32 Third, the ruling presently under consideration does not extend to other hearsay material relied upon by Mr Graham in the preparation of his report, including his references to the works of other anthropologists, historians or genealogists of that class of material. The Full Court in Bodney v Bennell (2008) 167 FCR 84 said:
92 Before the Evidence Act it was well established that experts are entitled to rely upon reputable articles, publications and material produced by others in the area in which they have expertise, as a basis for their opinions. In Borowski v Quayle [1966] VR 382 at 386 (Borowski) Gowans J, quoting Wigmore on Evidence (3rd ed) Vol 2, pp 784-785, said that to reject expert opinion because some facts to which the witness testifies are known only upon the authority of others, 'would be to ignore the accepted methods of professional work and to insist on finical and impossible standards'. Experts may not only base their opinions on such sources, but may give evidence of fact which is based on them. They may do this although the data on which they base their opinion or evidence of fact will usually be hearsay information, in the sense they rely for such data not on their own knowledge but on the knowledge of someone else. The weight to be accorded to such evidence is a matter for the court: see generally Borowski [1966] VR at 385-387; PQ v Australian Red Cross Society [1992] 1 VR 19 at 34-35; H v Schering Chemicals Ltd [1983] 1 WLR 143 at 148-149; Milirrpum v Nabalco Pty Ltd (1971) 17 FLR 141 at 161-163 and Jango (No 4) 214 ALR 608 at [8].

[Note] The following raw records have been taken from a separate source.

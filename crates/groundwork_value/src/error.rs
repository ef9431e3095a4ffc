//! Error types for the value crate.

use crate::value::ValueKind;
use thiserror::Error;

/// Result type for codec operations.
pub type CodecResult<T> = Result<T, CodecError>;

/// Errors that can occur while encoding or decoding attribute values.
///
/// Decode errors indicate corrupt stored data or schema drift. They are
/// never retryable and are never silently defaulted.
#[derive(Error, Debug, Clone, PartialEq)]
pub enum CodecError {
    /// A stored UUID literal is not in canonical textual form.
    #[error("invalid UUID literal: {value:?}")]
    InvalidUuid {
        /// The offending literal.
        value: String,
    },

    /// A stored timestamp literal does not match the fixed date-time format.
    #[error("invalid timestamp literal: {value:?}")]
    InvalidTimestamp {
        /// The offending literal.
        value: String,
    },

    /// A stored enum text does not exactly match any declared constant.
    #[error("unknown {enum_name} variant: {value:?}")]
    UnknownEnumVariant {
        /// Name of the enum type.
        enum_name: &'static str,
        /// The offending text.
        value: String,
    },

    /// A number literal cannot be parsed.
    #[error("invalid number literal: {literal:?}")]
    InvalidNumber {
        /// The offending literal.
        literal: String,
    },

    /// A number does not fit the supported 64-bit signed range.
    #[error("integer overflow: {literal} does not fit in a 64-bit signed integer")]
    IntegerOverflow {
        /// The offending literal.
        literal: String,
    },

    /// A value carries a different tag than the field requires.
    #[error("expected {expected} value, got {actual}")]
    WrongKind {
        /// The tag the decoder expected.
        expected: ValueKind,
        /// The tag actually present.
        actual: ValueKind,
    },

    /// A required field is absent from the item (or explicitly null).
    #[error("missing required field: {field}")]
    MissingField {
        /// Name of the missing field.
        field: String,
    },
}

impl CodecError {
    /// Creates an invalid UUID error.
    pub fn invalid_uuid(value: impl Into<String>) -> Self {
        Self::InvalidUuid {
            value: value.into(),
        }
    }

    /// Creates an invalid timestamp error.
    pub fn invalid_timestamp(value: impl Into<String>) -> Self {
        Self::InvalidTimestamp {
            value: value.into(),
        }
    }

    /// Creates an unknown enum variant error.
    pub fn unknown_enum_variant(enum_name: &'static str, value: impl Into<String>) -> Self {
        Self::UnknownEnumVariant {
            enum_name,
            value: value.into(),
        }
    }

    /// Creates an invalid number error.
    pub fn invalid_number(literal: impl Into<String>) -> Self {
        Self::InvalidNumber {
            literal: literal.into(),
        }
    }

    /// Creates an integer overflow error.
    pub fn integer_overflow(literal: impl Into<String>) -> Self {
        Self::IntegerOverflow {
            literal: literal.into(),
        }
    }

    /// Creates a wrong kind error.
    pub fn wrong_kind(expected: ValueKind, actual: ValueKind) -> Self {
        Self::WrongKind { expected, actual }
    }

    /// Creates a missing field error.
    pub fn missing_field(field: impl Into<String>) -> Self {
        Self::MissingField {
            field: field.into(),
        }
    }
}
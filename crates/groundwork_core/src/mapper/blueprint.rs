//! Item mapping for [`Blueprint`].
//!
//! The many-valued `supportedCloudProviderIds` relationship is owned by the
//! blueprint and stored as an ordered list of identities. The inverse-side
//! relationships (stacks created from this blueprint) are never written
//! here; they live as `blueprintId` foreign keys on the stack items.

use crate::domain::Blueprint;
use crate::error::CoreResult;
use crate::mapper::{fields, ItemMapper};
use crate::repository::tables;
use groundwork_value::Item;

impl ItemMapper for Blueprint {
    fn table() -> &'static str {
        tables::BLUEPRINTS
    }

    fn to_item(&self) -> CoreResult<Item> {
        let mut item = Item::new();
        fields::put_uuid(&mut item, "id", self.id);
        fields::put_string(&mut item, "name", &self.name);
        fields::put_timestamp(&mut item, "createdAt", self.created_at);
        fields::put_timestamp(&mut item, "updatedAt", self.updated_at);
        fields::put_opt_string(&mut item, "description", self.description.as_deref());
        fields::put_opt_bool(&mut item, "isActive", self.is_active);
        fields::put_uuid_list_nonempty(
            &mut item,
            "supportedCloudProviderIds",
            &self.supported_cloud_provider_ids,
        );
        Ok(item)
    }

    fn from_item(item: &Item) -> CoreResult<Option<Self>> {
        if item.is_empty() {
            return Ok(None);
        }
        Ok(Some(Blueprint {
            id: fields::required_uuid(item, "id")?,
            name: fields::required_string(item, "name")?,
            created_at: fields::required_timestamp(item, "createdAt")?,
            updated_at: fields::required_timestamp(item, "updatedAt")?,
            description: fields::optional_string(item, "description")?,
            is_active: fields::optional_bool(item, "isActive")?,
            supported_cloud_provider_ids: fields::optional_uuid_list(
                item,
                "supportedCloudProviderIds",
            )?,
        }))
    }
}

#[cfg(test)]
mod tests {
    use super::*;
    use chrono::NaiveDate;
    use groundwork_value::Value;
    use uuid::Uuid;

    fn blueprint() -> Blueprint {
        let ts = NaiveDate::from_ymd_opt(2026, 3, 1)
            .unwrap()
            .and_hms_opt(9, 15, 0)
            .unwrap();
        Blueprint {
            id: Uuid::new_v4(),
            name: "standard-web-service".into(),
            description: Some("Load balancer, service, database".into()),
            is_active: Some(true),
            supported_cloud_provider_ids: vec![Uuid::new_v4(), Uuid::new_v4()],
            created_at: ts,
            updated_at: ts,
        }
    }

    #[test]
    fn roundtrip() {
        let original = blueprint();
        let item = original.to_item().unwrap();
        let decoded = Blueprint::from_item(&item).unwrap().unwrap();
        assert_eq!(decoded, original);
    }

    #[test]
    fn provider_list_preserves_order() {
        let original = blueprint();
        let item = original.to_item().unwrap();
        let stored = item
            .get("supportedCloudProviderIds")
            .and_then(Value::as_list)
            .unwrap();
        assert_eq!(stored.len(), 2);
        assert_eq!(
            stored[0].as_text(),
            Some(original.supported_cloud_provider_ids[0].to_string().as_str())
        );
    }

    #[test]
    fn empty_provider_list_is_omitted() {
        let mut original = blueprint();
        original.supported_cloud_provider_ids.clear();
        let item = original.to_item().unwrap();
        assert!(!item.contains_key("supportedCloudProviderIds"));

        let decoded = Blueprint::from_item(&item).unwrap().unwrap();
        assert!(decoded.supported_cloud_provider_ids.is_empty());
    }
}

93 There is nothing in the Evidence Act that displaces this body of law. The Australian Law Reform Commission, on whose report the Act was based, said:
Under existing law hearsay evidence that is admissible for a non-hearsay purpose is not excluded, but may not be used by the court as evidence of the facts stated. This involves the drawing of unrealistic distinctions. The issue is resolved by defining the hearsay rule as preventing the admissibility of hearsay evidence where it is relevant by reason only that it would affect the court's assessment of the facts intended to be asserted. This would have the effect that evidence relevant for a non-hearsay purpose - eg to prove a prior consistent or inconsistent statement, or to prove the basis of the expert's opinion - will be admissible also as evidence of the facts stated.
See Interim Report No 26, Evidence (1985) Vol 1, para 685.